Заблуждение это возникло и у меня, найдя свое выражение в назидательном нравоучении в начале семестра, смысл которого заключался в том, что я еще не успел забыть тактику борьбы за успеваемость с другой стороны баррикад и потому едва ли поведусь на попытки продать мне хорошую мину для плохой игры, и тактические успехи студенческой ИБД компенсирую собственным стратегическим подходом в конце семестра. Мои оппоненты понимающе нервически хихикнули и не то, чтобы принялись опровергать меня или, скажем, искать слабые места в системе контроля знаний; нет, они просто принесли мне на блюдечке с голубой каемочкой свое видение вопроса, не отягощая себя терзаниями насчет его совместимости с тем, как я себе все это представляю. Результаты получились аннигилирующе ошеломительными.

Изначально пять лет собственного студенчества приучили меня к мысли, что при необходимости допустимо сдавать любую чушь, лишь бы она выглядела похожим на истину образом. Именно так в свое время был успешно апробирован метод сдачи лабораторных работ путем набора нужного результата в отчете вместо его определения расчетным путем. Но там была хоть какая-то видимость работы мысли: подгонка данных под ответ так, чтобы это не вызвало желания перепроверить результат, требует определенных навыков в близких к изучаемому предмету областях.

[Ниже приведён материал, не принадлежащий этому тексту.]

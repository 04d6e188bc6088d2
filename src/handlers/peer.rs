//! Server-to-server endpoints: clock/election queries and replication.

use crate::network::PeerEndpoint;
use crate::state::{Node, unix_now};
use crate::sync::{election, replication};
use crate::telemetry::spans;
use board_proto::{ProtocolError, Reply, ReplicationAck, WireFormat, decode_request, status};
use bytes::Bytes;
use std::sync::Arc;
use tracing::{Instrument, debug};

/// Answer a `clock` or `election` request from another server.
///
/// An `election` challenge is acknowledged immediately and this node starts
/// its own election in the background.
pub async fn handle_sync(node: &Arc<Node>, payload: &[u8]) -> Result<Option<Bytes>, ProtocolError> {
    let Some((format, request)) = decode_request(payload).into_parts() else {
        debug!(len = payload.len(), "Dropping undecodable sync request");
        return Ok(None);
    };
    node.clock().observe(request.clock());

    let service = request.service().unwrap_or(status::UNKNOWN);
    let reply = Reply::new(service, node.clock().tick(), unix_now());
    let reply = spans::peer_request(PeerEndpoint::Sync.as_str(), service).in_scope(|| {
        match service {
            "clock" => reply.with_time(node.offset().adjusted_now()),
            "election" => {
                let from = request.data.as_ref().and_then(|d| d.user.as_deref());
                debug!(from = ?from, "Election challenge received");
                election::spawn_election(Arc::clone(node));
                reply.with_election(status::ELECTION_OK)
            }
            _ => reply
                .with_status(status::ERROR)
                .with_message(status::UNRECOGNIZED_SERVICE),
        }
    });

    Ok(Some(Bytes::from(format.encode(&reply)?)))
}

/// Apply a replicated mutation pushed by another server.
pub async fn handle_replication(
    node: &Arc<Node>,
    payload: &[u8],
) -> Result<Option<Bytes>, ProtocolError> {
    let Some((format, request)) = decode_request(payload).into_parts() else {
        return Ok(Some(Bytes::from(
            WireFormat::Binary.encode(&ReplicationAck::ignored())?,
        )));
    };
    let service = request.service().unwrap_or(status::UNKNOWN);
    let ack = replication::apply(node, &request)
        .instrument(spans::peer_request(
            PeerEndpoint::Replication.as_str(),
            service,
        ))
        .await;
    Ok(Some(Bytes::from(format.encode(&ack)?)))
}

Сказано это к тому, что стихийная наука впаривания фуфла в качестве академической отчетности не стояла на месте и смело брала на вооружение передовые достижения техники вчерашнего дня.

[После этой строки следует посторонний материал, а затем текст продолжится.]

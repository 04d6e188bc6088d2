//! HTTP server for the Prometheus metrics endpoint.
//!
//! Runs on a separate tokio task and serves `/metrics` for scraping.

use axum::{Router, routing::get};
use std::net::SocketAddr;

/// Handler for GET /metrics.
async fn metrics_handler() -> String {
    crate::metrics::gather_metrics()
}

/// Serve `/metrics` on `0.0.0.0:port` until the process exits.
pub async fn run_http_server(port: u16) {
    let app = Router::new().route("/metrics", get(metrics_handler));

    let addr = SocketAddr::from(([0, 0, 0, 0], port));
    let listener = match tokio::net::TcpListener::bind(&addr).await {
        Ok(listener) => listener,
        Err(e) => {
            tracing::error!(%addr, error = %e, "Failed to bind metrics server");
            return;
        }
    };
    tracing::info!(%addr, "Prometheus metrics server listening");

    if let Err(e) = axum::serve(listener, app).await {
        tracing::error!(error = %e, "Metrics server error");
    }
}

/// Spawn the metrics server unless `port` is 0.
pub fn spawn_metrics(port: u16) {
    if port == 0 {
        return;
    }
    crate::metrics::init();
    tokio::spawn(run_http_server(port));
}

В годы моей учебы внедрение ксерокса в повседневный обиход сэкономило массу жопо-часов на переписывании конспектов пропущенных лекций, но никому тогда еще не приходила в головы мысль готовить подобным образом, скажем отчеты о лабораторных работах. Приемлемость решения, видимо, еще не сформировалась у всех заинтересованных сторон.

Вполне реально, что мои студенты также не имели в мыслях зайти настолько далеко, чтобы сдавать методом ксерокопирования курсовой проект, но ведь никто и не поставил об этом в известность, а сдать переснятую одним у другого расчетно-графическую работу большим грехом уже и не считалось, поскольку рукописная часть в этих отчетах не предполагалась, уступив место электронному документу в твердой копии на мягкой бумаге.

Короче говоря, студенты оказались не готовы к внезапному изменению вида отчетности и понесли что бог послал, а я - пребывая в полной уверенности, что наглость все же ограничена сверху - начал принимать представленный фуфел, не сильно придираясь к содержимому.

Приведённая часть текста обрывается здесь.